PROBLEM REQUIREMENTS:
Each line of the records below that contains "Option" needs to be copied.

DATA EXCERPTS:
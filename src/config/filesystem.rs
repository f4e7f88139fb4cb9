//! Disk access needed to find configuration, behind a trait so tests can
//! supply an in-memory tree.

use std::io;
use std::path::{Path, PathBuf};

pub trait FileSystem {
    /// Contents of the regular file at `path`, or `None` when there is none.
    ///
    /// # Errors
    /// Returns an error if the file exists but cannot be read as UTF-8 text.
    fn read_file(&self, path: &Path) -> io::Result<Option<String>>;

    /// Directory the tool was started from.
    ///
    /// # Errors
    /// Returns an error if the working directory is gone or inaccessible.
    fn working_dir(&self) -> io::Result<PathBuf>;

    /// `file-probe` directory under the platform's user config location
    /// (`~/.config/file-probe` on Linux), if the platform has one.
    fn user_config_dir(&self) -> Option<PathBuf>;
}

#[derive(Debug, Default, Clone, Copy)]
pub struct RealFileSystem;

impl FileSystem for RealFileSystem {
    fn read_file(&self, path: &Path) -> io::Result<Option<String>> {
        if !path.is_file() {
            return Ok(None);
        }
        std::fs::read_to_string(path).map(Some)
    }

    fn working_dir(&self) -> io::Result<PathBuf> {
        std::env::current_dir()
    }

    fn user_config_dir(&self) -> Option<PathBuf> {
        directories::ProjectDirs::from("", "", "file-probe")
            .map(|dirs| dirs.config_dir().to_path_buf())
    }
}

SOLUTION TO THIS TASK:
    fn read_file(&self, path: &Path) -> io::Result<Option<String>>;
    fn user_config_dir(&self) -> Option<PathBuf>;
    fn read_file(&self, path: &Path) -> io::Result<Option<String>> {
    fn user_config_dir(&self) -> Option<PathBuf> {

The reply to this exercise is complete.